Who can know the truth(s) to be beheld in a ghost town?
For there is this town, you see, our town, hidden away in a valley, a box canyon, a place where no one can find us. And in this town our is an event once a year in which no one is quite as he or she appears. And instead we see ghouls and goblins, and Pebbles and Poison Ivy–and creatures beyond description.
Nobody does Halloween quite like the town in a box. But there’s a reason for that. Aspen is of course the one place in America that is nothing more than the land of make-believe. Money buys illusion, but in Aspen money is grossly overrated and overstated. Money is only part of the mind-set of Aspen, where reality is a sometime thing.
How can that be?
In Aspen, you see, people are always in costume–in the brand-new togs of the privileged, or the old clothes of the olden days. No one can embrace a costume quite like Aspen, and not just on Halloween. Aspen puts on a costume every day of our lives.

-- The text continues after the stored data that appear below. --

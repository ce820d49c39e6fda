//! Cache cleaner (C10): prunes per-day data files and generated images
//! older than the retention window, grounded in
//! `original_source/app/services/cache.py::CacheCleaner`.

use crate::holiday;
use chrono::{Datelike, NaiveDate};
use regex::Regex;
use std::path::Path;
use std::sync::OnceLock;

#[derive(Debug, Default, Clone, PartialEq, Eq)]
pub struct CleanupSummary {
    pub deleted_files: u64,
    pub freed_bytes: u64,
    pub oldest_kept: Option<NaiveDate>,
}

fn image_pattern() -> &'static Regex {
    static RE: OnceLock<Regex> = OnceLock::new();
    RE.get_or_init(|| Regex::new(r"^[A-Za-z0-9_-]+_(\d{4})(\d{2})(\d{2})_\d{6}\.jpg$").unwrap())
}

fn parse_image_date(filename: &str) -> Option<NaiveDate> {
    let caps = image_pattern().captures(filename)?;
    NaiveDate::from_ymd_opt(caps[1].parse().ok()?, caps[2].parse().ok()?, caps[3].parse().ok()?)
}

fn scan_dir(dir: &Path, parse_date: impl Fn(&str) -> Option<NaiveDate>, cutoff: NaiveDate, summary: &mut CleanupSummary) {
    let Ok(entries) = std::fs::read_dir(dir) else {
        return;
    };
    for entry in entries.flatten() {
        let Some(filename) = entry.file_name().to_str().map(str::to_string) else {
            continue;
        };
        let Some(date) = parse_date(&filename) else {
            continue;
        };
        if date < cutoff {
            let freed = entry.metadata().map(|m| m.len()).unwrap_or(0);
            if std::fs::remove_file(entry.path()).is_ok() {
                summary.deleted_files += 1;
                summary.freed_bytes += freed;
            }
        } else {
            summary.oldest_kept = Some(match summary.oldest_kept {
                Some(current) if current <= date => current,
                _ => date,
            });
        }
    }
}

/// Deletes files under `cache_dir/data/` (`YYYY-MM-DD.json`) and
/// `cache_dir/images/` (`<template>_YYYYMMDD_HHMMSS.jpg`) whose
/// embedded date is strictly older than `today - retain_days`. Intended to
/// run via `spawn_blocking` when invoked from async context (spec §4.10).
pub fn run(cache_dir: &Path, today: NaiveDate, retain_days: i64) -> CleanupSummary {
    let cutoff = today - chrono::Duration::days(retain_days);
    let mut summary = CleanupSummary::default();
    scan_dir(&cache_dir.join("data"), holiday::parse_date_filename, cutoff, &mut summary);
    scan_dir(&cache_dir.join("images"), parse_image_date, cutoff, &mut summary);
    summary
}

impl CleanupSummary {
    pub fn oldest_kept_str(&self) -> String {
        self.oldest_kept
            .map(|d| format!("{:04}-{:02}-{:02}", d.year(), d.month(), d.day()))
            .unwrap_or_default()
    }
}

#[cfg(test)]
mod tests {
    use super::*;

    fn touch(dir: &Path, name: &str) {
        std::fs::write(dir.join(name), b"x").unwrap();
    }

    #[test]
    fn deletes_data_files_older_than_retention() {
        let dir = tempfile::tempdir().unwrap();
        let data_dir = dir.path().join("data");
        std::fs::create_dir_all(&data_dir).unwrap();
        touch(&data_dir, "2026-01-01.json");
        touch(&data_dir, "2026-07-27.json");
        touch(&data_dir, "not-a-date.json");

        let today = NaiveDate::from_ymd_opt(2026, 7, 28).unwrap();
        let summary = run(dir.path(), today, 30);

        assert_eq!(summary.deleted_files, 1);
        assert!(!data_dir.join("2026-01-01.json").exists());
        assert!(data_dir.join("2026-07-27.json").exists());
        assert!(data_dir.join("not-a-date.json").exists());
    }

    #[test]
    fn deletes_image_files_older_than_retention() {
        let dir = tempfile::tempdir().unwrap();
        let images_dir = dir.path().join("images");
        std::fs::create_dir_all(&images_dir).unwrap();
        touch(&images_dir, "moyuren_20251201_060000.jpg");
        touch(&images_dir, "moyuren_20260727_060000.jpg");

        let today = NaiveDate::from_ymd_opt(2026, 7, 28).unwrap();
        let summary = run(dir.path(), today, 30);

        assert_eq!(summary.deleted_files, 1);
        assert!(!images_dir.join("moyuren_20251201_060000.jpg").exists());
        assert!(images_dir.join("moyuren_20260727_060000.jpg").exists());
    }

    #[test]
    fn tracks_oldest_kept_date() {
        let dir = tempfile::tempdir().unwrap();
        let data_dir = dir.path().join("data");
        std::fs::create_dir_all(&data_dir).unwrap();
        touch(&data_dir, "2026-07-01.json");
        touch(&data_dir, "2026-07-15.json");

        let today = NaiveDate::from_ymd_opt(2026, 7, 28).unwrap();
        let summary = run(dir.path(), today, 30);

        assert_eq!(summary.oldest_kept_str(), "2026-07-01");
    }
}
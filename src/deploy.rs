//! Deployment-artifact generation, adapted from
//! `daemon.rs::generate_systemd_service`/`generate_cron_job`/
//! `generate_docker_compose` for this service's `daemon`/`generate`/
//! `cleanup` CLI surface instead of OHLC/portfolio flags.

use anyhow::Result;
use std::fs;
use std::path::Path;

pub fn generate_systemd_service(output_dir: &Path, binary_name: &str, config_path: &str) -> Result<()> {
    let service_content = format!(
        "[Unit]
Description=Moyuren Calendar Image Daemon
After=network.target

[Service]
Type=simple
User=moyuren
WorkingDirectory=/opt/moyuren
ExecStart=/opt/moyuren/{binary_name} daemon --config {config_path}
Restart=always
RestartSec=10
Environment=RUST_LOG=info

[Install]
WantedBy=multi-user.target"
    );

    let path = output_dir.join("moyuren.service");
    fs::write(&path, service_content)?;
    println!("📄 Systemd service file generated: {}", path.display());
    println!("To install:");
    println!("  sudo cp moyuren.service /etc/systemd/system/");
    println!("  sudo systemctl daemon-reload");
    println!("  sudo systemctl enable moyuren");
    println!("  sudo systemctl start moyuren");

    Ok(())
}

pub fn generate_cron_job(output_dir: &Path, binary_name: &str, config_path: &str) -> Result<()> {
    let cron_job = format!(
        "# Moyuren calendar image generation - runs once daily
0 6 * * * /opt/moyuren/{binary_name} generate --config {config_path} >> /var/log/moyuren.log 2>&1

# Clean old cache and images weekly
0 2 * * 0 /opt/moyuren/{binary_name} cleanup --config {config_path} >> /var/log/moyuren.log 2>&1"
    );

    let path = output_dir.join("moyuren.cron");
    fs::write(&path, cron_job)?;
    println!("📄 Cron job generated: {}", path.display());
    println!("To install:");
    println!("  sudo cp moyuren.cron /etc/cron.d/moyuren");
    println!("  sudo chmod 644 /etc/cron.d/moyuren");

    Ok(())
}

pub fn generate_docker_compose(output_dir: &Path, config_path: &str) -> Result<()> {
    let compose_content = format!(
        "version: '3.8'

services:
  moyuren:
    build: .
    container_name: moyuren-daemon
    restart: unless-stopped
    environment:
      - RUST_LOG=info
    volumes:
      - ./cache:/app/cache
      - ./static:/app/static
      - {config_path}:/app/config.yaml:ro
    command: daemon --config /app/config.yaml"
    );

    let path = output_dir.join("docker-compose.yml");
    fs::write(&path, compose_content)?;
    println!("🐳 Docker Compose file generated: {}", path.display());
    println!("To deploy:");
    println!("  docker-compose up -d");
    println!("  docker-compose logs -f moyuren");

    Ok(())
}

Now this is not automatically a bad thing, because Aspen also lets you put on any costume YOU want, though in local politics, the powers that be also like to play pretend–to act as if they are in costume when the fate of the city is at hand. They want a town that’s a playpen, with play as defined by them. They want the grownups to pay for whatever they need: housing, bikepaths, ski lifts, and the like.
You get to wear whatever you want in Aspen. You get to play pretend like nowhere else. And you never have to ever grow up.
What’s not to like about that?
The only problem is this: if every day is Halloween in Candyland, then after a while your teeth will fall right out of your head. One day Aspen will have to dress up as a dentist and start to plug the cavities.